As you know, we produce just such a calendar. Tucked inside these pages is our fourth semi-annual guide to fundraising events in the area. It’s called the Madison Datebook, and you can also find it online at madisonmagazine.com. For a lot of you the immediacy of a regularly updated web version is even more important than the printed version. But we’re also planning on turning the published Datebook into a quarterly since it’s become a pretty handy little resource to keep on the desk next to the dayminder or weekminder or whatever you use to keep track of the important stuff. And we do have an awful lot of good things happening in our midst; a lot of generous people who genuinely care about the welfare of everyone in this community.
One of the aspects of this we find especially meaningful is the role businesses play in the equation. Our high ratio of nonprofit agencies to population is often lauded. We have great agencies with very skilled people doing good work. But as we page through the Datebook, we’re also struck by the dozens of businesses that have partnered with these agencies and the thousands of volunteers these businesses contribute. This commitment of resources—dollars, to be sure—but more often time and energy and, occasionally, sweat, is the real foundation of philanthropy. Its abundance is why we need a Datebook to keep track of it all. And we want to salute the sponsors, supporters, advertisers and in-kind contributors who make our community so rich in the kinds of fundraising success our Datebook is designed to help you keep apprised of. We think there’s enough support from our outstanding business community that you can look forward to an updated Datebook as fresh as the four seasons in which it will appear.
This month, as has become our tradition, we also recognize those whose lives include breast cancer. I personally believe that would mean all of us. Every June, as I read associate editor Jennifer Garrett’s deeply meaningful reporting on this epidemic, I reflect on the friends and colleagues who live with breast cancer and on the loss of those who have died of the disease. This year it is also important that we acknowledge the anniversaries. It’s the tenth anniversary of the Breast Cancer Recovery Foundation and the Madison chapter of the Susan G. Komen for the Cure. You’ll find our tribute to BCRF founder Ann Haney inside. We miss her. A lot. You’ll find race details as well.

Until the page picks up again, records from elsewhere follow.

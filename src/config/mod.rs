//! `railcron.yml`: global settings, account sections and one section per
//! feed, typed by the family its name selects.

mod loader;
mod model;

pub use loader::{config_path, load, parse, CONFIG_ENV, CONFIG_FILE};
pub use model::{
    A51Config, Credentials, DatafeedsConfig, FeedCommon, FeedConfig, FeedSpec, HdaConfig,
    NrdpConfig, OpendataConfig, RailcronConfig, Settings, STATE_ENV,
};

Another organization celebrating its first decade of service is the Wisconsin Women’s Health Foundation. The growth in size, influence and impact of the WWHF, under the leadership of former First Lady Sue Ann Thompson, is extraordinary. Every time I’m with Sue Ann I am so impressed with her commitment, energy and vision. She has made Wisconsin a healthier state for women and, along with the BCRF and Komen, a more hopeful state. We hope that in the Datebook and the breast cancer stories in this month’s Madison Magazine you’ll find the same inspiration we felt in putting them together.